See Toussaint 1'Ouverture's own Mémoires, with a life by Saint Remy; (Paris, 1850); Gragnon-Laconte, Toussaint Louverture (Paris, 1887); Scholcher, Vie de Toussaint Louverture (Paris, 1889); and J. R. Beard, Life of Toussaint Louverture (1853).


TOW, the term given in textile manufacture to the short fibres formed during the processes of scotching and hackling, and also to the yarns which are made from these fibres. A special machine termed a carding engine or a tow card is used to form these fibres into a sliver, this sliver then passes to the drawing frames, and thereafter follows the same process as line yarns in flax spinning.


TOWANDA, a borough and the county-seat of Bradford county, Pennsylvania, U.S.A., on the west bank of the Susquehanna river, about 50 m. N.W. of Wilkes-Barré. Pop. (1890), 4169; (1900), 4663 (322 foreign-born), (1910) 4281. Towanda is served by the Lehigh Valley and the Susquehanna & New York railways. It is situated about 730 ft. above the sea, and is surrounded by high hills. Towanda contains the museum of the Bradford County Historical Society. The borough is in a farming, dairying and stock-raising region, and has various manufactures. The first settlement was made by William Means in 1786, the village was laid out in 1812, became the county seat in the same year, was variously known for some years as Meansville, Overton, Williamson, Monmouth and Towanda, and in 1828 was incorporated as the borough of Towanda. Its name is an Indian word said to mean “ where we bury the dead.”

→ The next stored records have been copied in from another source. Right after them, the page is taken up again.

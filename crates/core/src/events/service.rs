//! Event service - core business logic

use std::collections::HashMap;
use std::sync::Arc;

use chrono::{DateTime, Duration, Utc};
use eventdesk_domain::constants::{
    DEFAULT_EVENT_DURATION_HOURS, MSG_DUPLICATE_EVENT, MSG_EVENT_NAME_REQUIRED, MSG_EVENT_NOT_FOUND,
};
use eventdesk_domain::{
    truncate_to_millis, Event, EventAttendee, EventDeskError, EventFilter, EventId, ImportResult,
    NewEvent, Result, TimeWindow, User, UserId,
};
use tracing::{debug, info, warn};

use super::conflict::partition_candidates;
use super::ports::{AttendeeRepository, EventRepository};
use crate::clock::Clock;
use crate::users::ports::UserRepository;

/// Input for [`EventService::create_event`]. Absent times take defaults.
#[derive(Debug, Clone, Default, PartialEq, Eq)]
pub struct CreateEvent {
    /// Required; blank is rejected.
    pub event_name: Option<String>,
    /// Defaults to now.
    pub start_date_time: Option<DateTime<Utc>>,
    /// Defaults to now plus one day.
    pub end_date_time: Option<DateTime<Utc>>,
}

/// Event lifecycle, listing and attendee import
pub struct EventService {
    events: Arc<dyn EventRepository>,
    attendees: Arc<dyn AttendeeRepository>,
    users: Arc<dyn UserRepository>,
    clock: Arc<dyn Clock>,
}

impl EventService {
    /// Create a new event service
    pub fn new(
        events: Arc<dyn EventRepository>,
        attendees: Arc<dyn AttendeeRepository>,
        users: Arc<dyn UserRepository>,
        clock: Arc<dyn Clock>,
    ) -> Self {
        Self { events, attendees, users, clock }
    }

    /// Validate and store a new event
    ///
    /// A missing start defaults to now and a missing end to now plus one
    /// day, both from a single clock reading.
    ///
    /// # Errors
    /// - `InvalidInput` for a blank name, `start >= end`, or a same-named
    ///   event whose window overlaps
    /// - any repository error unchanged
    pub async fn create_event(&self, request: CreateEvent) -> Result<Event> {
        let event_name = match request.event_name {
            Some(name) if !name.trim().is_empty() => name,
            _ => {
                warn!("Rejected event without a name");
                return Err(EventDeskError::InvalidInput(MSG_EVENT_NAME_REQUIRED.to_string()));
            }
        };

        let now = truncate_to_millis(self.clock.now());
        let start = request.start_date_time.map_or(now, truncate_to_millis);
        let end = request
            .end_date_time
            .map_or(now + Duration::hours(DEFAULT_EVENT_DURATION_HOURS), truncate_to_millis);

        info!(event_name = %event_name, %start, %end, "Creating event");

        let window = TimeWindow::new(start, end).inspect_err(|_| {
            warn!(event_name = %event_name, %start, %end, "Event end is not after its start");
        })?;

        let duplicates = self.events.find_overlapping_by_name(&event_name, window).await?;
        if let Some(existing) = duplicates.first() {
            warn!(
                event_name = %event_name,
                existing_event_id = existing.event_id,
                "Event overlaps an existing event with the same name"
            );
            return Err(EventDeskError::InvalidInput(MSG_DUPLICATE_EVENT.to_string()));
        }

        let event = self.events.insert(NewEvent { event_name, window }).await?;
        info!(event_id = event.event_id, "Event created");
        Ok(event)
    }

    /// List events relative to the current instant
    pub async fn list_events(&self, filter: EventFilter) -> Result<Vec<Event>> {
        let now = self.clock.now();
        let events = self.events.list(filter, now).await?;
        info!(%filter, count = events.len(), "Fetched events");
        Ok(events)
    }

    /// Register users for an event, skipping those with overlapping
    /// commitments
    ///
    /// Duplicate ids count once. Ids with no matching user are logged and
    /// ignored. Importable users are written in one batch.
    ///
    /// # Errors
    /// - `NotFound` if the event does not exist
    /// - any repository error unchanged
    pub async fn import_attendees(
        &self,
        event_id: EventId,
        attendee_ids: &[UserId],
    ) -> Result<ImportResult> {
        let event = self.require_event(event_id).await?;
        let target = event.window();

        info!(event_id, candidates = attendee_ids.len(), "Importing attendees");

        let names: HashMap<UserId, String> = self
            .users
            .find_by_ids(attendee_ids)
            .await?
            .into_iter()
            .map(|user| (user.user_id, user.user_name))
            .collect();

        let known: Vec<UserId> = attendee_ids
            .iter()
            .copied()
            .filter(|user_id| {
                let exists = names.contains_key(user_id);
                if !exists {
                    warn!(event_id, user_id, "Skipping unknown attendee id");
                }
                exists
            })
            .collect();

        let commitments = self.attendees.commitments_for(&known).await?;
        let partition = partition_candidates(&target, &known, &commitments);

        for user_id in &partition.importable {
            debug!(event_id, user_id, "No conflicting commitment");
        }
        for user_id in &partition.conflicting {
            warn!(event_id, user_id, "Attendee has a conflicting commitment");
        }

        let rows: Vec<EventAttendee> = partition
            .importable
            .iter()
            .map(|&user_id| EventAttendee { user_id, event_id })
            .collect();

        if !rows.is_empty() {
            let saved = self.attendees.insert_batch(&rows).await?;
            info!(event_id, saved, "Saved attendee batch");
        }

        let conflicting_names: Vec<String> = partition
            .conflicting
            .iter()
            .filter_map(|user_id| names.get(user_id).cloned())
            .collect();

        let result = ImportResult::from_outcome(rows.len(), conflicting_names);
        info!(
            event_id,
            imported = result.imported_count(),
            conflicting = result.conflicting_count(),
            "Attendee import finished"
        );
        Ok(result)
    }

    /// Users registered for an event
    ///
    /// # Errors
    /// `NotFound` if the event does not exist.
    pub async fn list_attendees(&self, event_id: EventId) -> Result<Vec<User>> {
        self.require_event(event_id).await?;
        let attendees = self.attendees.list_attendees(event_id).await?;
        debug!(event_id, count = attendees.len(), "Fetched attendees");
        Ok(attendees)
    }

    async fn require_event(&self, event_id: EventId) -> Result<Event> {
        self.events.find_by_id(event_id).await?.ok_or_else(|| {
            warn!(event_id, "Event not found");
            EventDeskError::NotFound(MSG_EVENT_NOT_FOUND.to_string())
        })
    }
}
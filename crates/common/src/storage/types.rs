//! Storage health types

/// Health status of the storage system
#[derive(Debug, Clone, PartialEq, Eq)]
pub struct HealthStatus {
    /// Whether the pool is healthy
    pub healthy: bool,

    /// Number of open connections
    pub active_connections: usize,

    /// Number of idle connections
    pub idle_connections: usize,

    /// Maximum pool size
    pub max_connections: usize,

    /// Optional error message if unhealthy
    pub message: Option<String>,
}

impl HealthStatus {
    /// Create a healthy status
    pub fn healthy(active: usize, idle: usize, max: usize) -> Self {
        Self {
            healthy: true,
            active_connections: active,
            idle_connections: idle,
            max_connections: max,
            message: None,
        }
    }

    /// Create an unhealthy status
    pub fn unhealthy(message: String) -> Self {
        Self {
            healthy: false,
            active_connections: 0,
            idle_connections: 0,
            max_connections: 0,
            message: Some(message),
        }
    }
}
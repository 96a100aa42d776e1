//! Split import candidates into importable and conflicting users.
//!
//! A candidate conflicts when any of their existing commitments overlaps the
//! target window. Candidates are judged against existing commitments only,
//! never against each other. Touching windows are not conflicts.

use std::collections::HashSet;

use eventdesk_domain::{Commitment, TimeWindow, UserId};

/// Outcome of [`partition_candidates`]. Both lists keep request order.
#[derive(Debug, Clone, Default, PartialEq, Eq)]
pub struct Partition {
    /// Candidates with no overlapping commitment.
    pub importable: Vec<UserId>,
    /// Candidates already committed during the target window.
    pub conflicting: Vec<UserId>,
}

/// Partition `candidates` against `commitments` for the `target` window.
///
/// Duplicate candidate ids collapse to their first occurrence. A commitment
/// to the target event itself always overlaps, so re-importing an attendee
/// reports a conflict.
pub fn partition_candidates(
    target: &TimeWindow,
    candidates: &[UserId],
    commitments: &[Commitment],
) -> Partition {
    let busy: HashSet<UserId> = commitments
        .iter()
        .filter(|commitment| commitment.window.overlaps(target))
        .map(|commitment| commitment.user_id)
        .collect();

    let mut seen = HashSet::with_capacity(candidates.len());
    let mut partition = Partition::default();

    for &user_id in candidates {
        if !seen.insert(user_id) {
            continue;
        }
        if busy.contains(&user_id) {
            partition.conflicting.push(user_id);
        } else {
            partition.importable.push(user_id);
        }
    }

    partition
}
//! SQLite connection pool configuration

use std::time::Duration;

/// SQLite pool configuration
///
/// r2d2 sizing plus the per-connection pragmas applied on checkout.
#[derive(Debug, Clone)]
pub struct SqlitePoolConfig {
    /// Maximum number of connections in the pool
    pub max_size: u32,

    /// Connection timeout
    pub connection_timeout: Duration,

    /// Busy timeout for SQLite operations
    pub busy_timeout: Duration,

    /// Enable WAL journal mode
    pub enable_wal: bool,

    /// Enable foreign key constraints
    pub enable_foreign_keys: bool,
}

impl SqlitePoolConfig {
    /// Default configuration with a custom pool size (never below one).
    pub fn with_max_size(max_size: u32) -> Self {
        Self { max_size: max_size.max(1), ..Self::default() }
    }
}

impl Default for SqlitePoolConfig {
    fn default() -> Self {
        Self {
            max_size: 10,
            connection_timeout: Duration::from_secs(5),
            busy_timeout: Duration::from_millis(5000),
            enable_wal: true,
            enable_foreign_keys: true,
        }
    }
}
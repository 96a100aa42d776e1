//! Time filter for event listings

use chrono::{DateTime, Utc};
use serde::{Deserialize, Serialize};

use super::window::TimeWindow;
use crate::errors::{EventDeskError, Result};
use crate::impl_domain_status_conversions;

/// Which events a listing returns, relative to the current instant.
#[derive(Debug, Clone, Copy, Default, PartialEq, Eq, Serialize, Deserialize)]
#[serde(rename_all = "lowercase")]
pub enum EventFilter {
    /// Events that start at or after now.
    #[default]
    Upcoming,
    /// Events that ended before now.
    Past,
    All,
}

impl_domain_status_conversions!(EventFilter {
    Upcoming => "upcoming" | "0",
    Past => "past" | "1",
    All => "all" | "2",
});

impl EventFilter {
    /// Parse an optional query value; absent or empty means `Upcoming`.
    pub fn from_query(value: Option<&str>) -> Result<Self> {
        match value.map(str::trim) {
            None | Some("") => Ok(Self::default()),
            Some(raw) => raw.parse().map_err(|_| {
                EventDeskError::InvalidInput(format!(
                    "Invalid filter value '{}'. Expected one of: {}.",
                    raw,
                    Self::NAMES.join(", ")
                ))
            }),
        }
    }

    /// Whether an event with `window` passes the filter at `now`.
    pub fn matches(&self, window: &TimeWindow, now: DateTime<Utc>) -> bool {
        match self {
            Self::Upcoming => window.starts_at_or_after(now),
            Self::Past => window.ends_before(now),
            Self::All => true,
        }
    }
}
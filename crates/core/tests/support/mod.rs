//! Shared test helpers for `eventdesk-core` integration tests.
//!
//! These helpers provide an in-memory store and a pinned clock so that
//! service tests can focus on behaviour instead of boilerplate.

#![allow(dead_code)]

pub mod repositories;

use std::sync::Arc;

use chrono::{DateTime, TimeZone, Utc};
use eventdesk_core::{EventService, FixedClock, UserService};

pub use repositories::InMemoryStore;

/// Instant every service test starts at.
pub fn fixed_now() -> DateTime<Utc> {
    Utc.with_ymd_and_hms(2026, 10, 20, 12, 0, 0).unwrap()
}

/// Services wired to one shared in-memory store.
pub struct Harness {
    pub store: InMemoryStore,
    pub clock: FixedClock,
    pub events: EventService,
    pub users: UserService,
}

impl Harness {
    pub fn new() -> Self {
        let store = InMemoryStore::default();
        let clock = FixedClock::new(fixed_now());
        let shared = Arc::new(store.clone());

        let events =
            EventService::new(shared.clone(), shared.clone(), shared.clone(), Arc::new(clock.clone()));
        let users = UserService::new(shared);

        Self { store, clock, events, users }
    }
}
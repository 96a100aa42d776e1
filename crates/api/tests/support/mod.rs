//! Shared fixtures for HTTP-level tests.

#![allow(dead_code)]

use std::sync::Arc;

use axum::body::Body;
use axum::http::{Request, StatusCode};
use axum::Router;
use chrono::{DateTime, TimeZone, Utc};
use eventdesk_common::testing::TempDir;
use eventdesk_core::FixedClock;
use eventdesk_domain::{Config, DatabaseConfig};
use eventdesk_lib::{create_router, AppContext};
use serde_json::Value;
use tower::ServiceExt;

/// Instant every HTTP test treats as "now".
pub fn fixed_now() -> DateTime<Utc> {
    Utc.with_ymd_and_hms(2026, 10, 20, 12, 0, 0).unwrap()
}

/// Router backed by a migrated database in a temporary directory.
pub struct TestApp {
    pub router: Router,
    pub ctx: Arc<AppContext>,
    pub clock: FixedClock,
    _temp_dir: TempDir,
}

/// Status plus raw body text of a response.
pub struct TestResponse {
    pub status: StatusCode,
    pub body: String,
}

impl TestResponse {
    pub fn json(&self) -> Value {
        serde_json::from_str(&self.body).expect("response body should be JSON")
    }
}

impl TestApp {
    pub async fn new() -> Self {
        let temp_dir = TempDir::new("api-test").expect("temp dir should be created");
        let config = Config {
            database: DatabaseConfig {
                path: temp_dir.db_path().to_string_lossy().into_owned(),
                pool_size: 4,
            },
            ..Config::default()
        };

        let clock = FixedClock::new(fixed_now());
        let ctx = AppContext::new_with_clock(config, Arc::new(clock.clone()))
            .await
            .expect("context should initialise");
        let ctx = Arc::new(ctx);
        let router = create_router(Arc::clone(&ctx));

        Self { router, ctx, clock, _temp_dir: temp_dir }
    }

    pub async fn send(&self, request: Request<Body>) -> TestResponse {
        let response = self.router.clone().oneshot(request).await.expect("request should complete");
        let status = response.status();
        let bytes = axum::body::to_bytes(response.into_body(), 64 * 1024)
            .await
            .expect("body should be readable");
        TestResponse { status, body: String::from_utf8_lossy(&bytes).into_owned() }
    }

    pub async fn get(&self, uri: &str) -> TestResponse {
        self.send(Request::builder().uri(uri).body(Body::empty()).unwrap()).await
    }

    pub async fn post(&self, uri: &str) -> TestResponse {
        self.send(Request::builder().method("POST").uri(uri).body(Body::empty()).unwrap()).await
    }

    pub async fn post_json(&self, uri: &str, body: &Value) -> TestResponse {
        let request = Request::builder()
            .method("POST")
            .uri(uri)
            .header("content-type", "application/json")
            .body(Body::from(body.to_string()))
            .unwrap();
        self.send(request).await
    }

    /// Create an event through the API and return its id.
    pub async fn create_event(&self, name: &str, start: &str, end: &str) -> i64 {
        let response = self
            .post(&format!(
                "/api/events/create-event?eventName={name}&startDateTime={start}&endDateTime={end}"
            ))
            .await;
        assert_eq!(response.status, StatusCode::OK, "{}", response.body);
        response.json()["eventId"].as_i64().expect("eventId")
    }

    /// Create a user through the API and return its id.
    pub async fn create_user(&self, name: &str) -> i64 {
        let response = self.post(&format!("/api/users?userName={name}")).await;
        assert_eq!(response.status, StatusCode::OK, "{}", response.body);
        response.json()["userId"].as_i64().expect("userId")
    }

    /// Run raw SQL against the backing database.
    pub fn execute_sql(&self, sql: &str) {
        let conn = self.ctx.db.get_connection().expect("connection");
        conn.execute(sql, &[]).expect("sql should run");
    }
}
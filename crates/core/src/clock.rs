//! Time sources
//!
//! Services never read the system clock directly so that "now" can be
//! pinned in tests.

use std::sync::{Arc, Mutex};

use chrono::{DateTime, Duration, Utc};

/// Source of the current UTC instant.
pub trait Clock: Send + Sync {
    /// Current instant.
    fn now(&self) -> DateTime<Utc>;
}

/// Clock backed by the operating system.
#[derive(Debug, Clone, Copy, Default)]
pub struct SystemClock;

impl Clock for SystemClock {
    fn now(&self) -> DateTime<Utc> {
        Utc::now()
    }
}

impl<T: Clock> Clock for Arc<T> {
    fn now(&self) -> DateTime<Utc> {
        (**self).now()
    }
}

/// Manually controlled clock for deterministic tests.
///
/// Clones share the same instant, so a test can keep a handle and move time
/// while a service holds another.
#[derive(Debug, Clone)]
pub struct FixedClock {
    now: Arc<Mutex<DateTime<Utc>>>,
}

impl FixedClock {
    /// Clock pinned at `now`.
    pub fn new(now: DateTime<Utc>) -> Self {
        Self { now: Arc::new(Mutex::new(now)) }
    }

    /// Jump to `now`.
    pub fn set(&self, now: DateTime<Utc>) {
        if let Ok(mut current) = self.now.lock() {
            *current = now;
        }
    }

    /// Move forward by `by`.
    pub fn advance(&self, by: Duration) {
        if let Ok(mut current) = self.now.lock() {
            *current += by;
        }
    }
}

impl Clock for FixedClock {
    fn now(&self) -> DateTime<Utc> {
        match self.now.lock() {
            Ok(current) => *current,
            Err(poisoned) => *poisoned.into_inner(),
        }
    }
}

TOWCESTER, a market town in the southern parliamentary division of Northamptonshire, England, 8 m. S.S.W. of Northampton, on the East & West Junction and the Northampton & Banbury Junction railways. Pop. (1901), 2371. It is pleasantly situated on the small river Tove, a left-bank affluent of the Ouse. The church of St Lawrence is a good Early English, Decorated and Perpendicular building, with a fine western Perpendicular tower. There are a considerable agricultural trade and a manufacture of boots and shoes.

Here was a Roman town or village situated on Watling Street. The site has yielded a considerable number of relics. In the 10th century a fortress was maintained here against the invading Danes. The site of both this and the Roman station is marked by an artificial mound known as Burg Hill, not far from the church, above the river. Towcester, with the whole of this district, witnessed a large part of the operations during the Civil War of the 17th century.


TOWEL, a cloth used for the purpose of drying the hands, face or body after bathing or washing. These cloths are made of different materials, known as “ towellings,” the two principal kinds are “ huckaback,” a slightly roughened material for chamber towels for face and hands, and Turkish towelling, with a much rougher surface, for bath towels; finer towellings are made of linen or damask. The term has a particular ecclesiastical usage as applied to a linen altar cloth for to a rich cloth of embroidered silk, velvet, &c., covering the altar at all “ such periods when Mass is not being celebrated.”

The Mid. Eng. towaille comes through the O. Fr. touaille from the Low Lat. toacula, represented in other Romanic languages by Sp. toalla, Ital. tovaglia; this is to be referred to the Teutonic verb meaning “ to wash," O. H. G. twahan, M. H. G. dwahen, O. Eng. þweán, and cf. Ger. Zwehle, provincial Eng. dwile, a dish-cloth.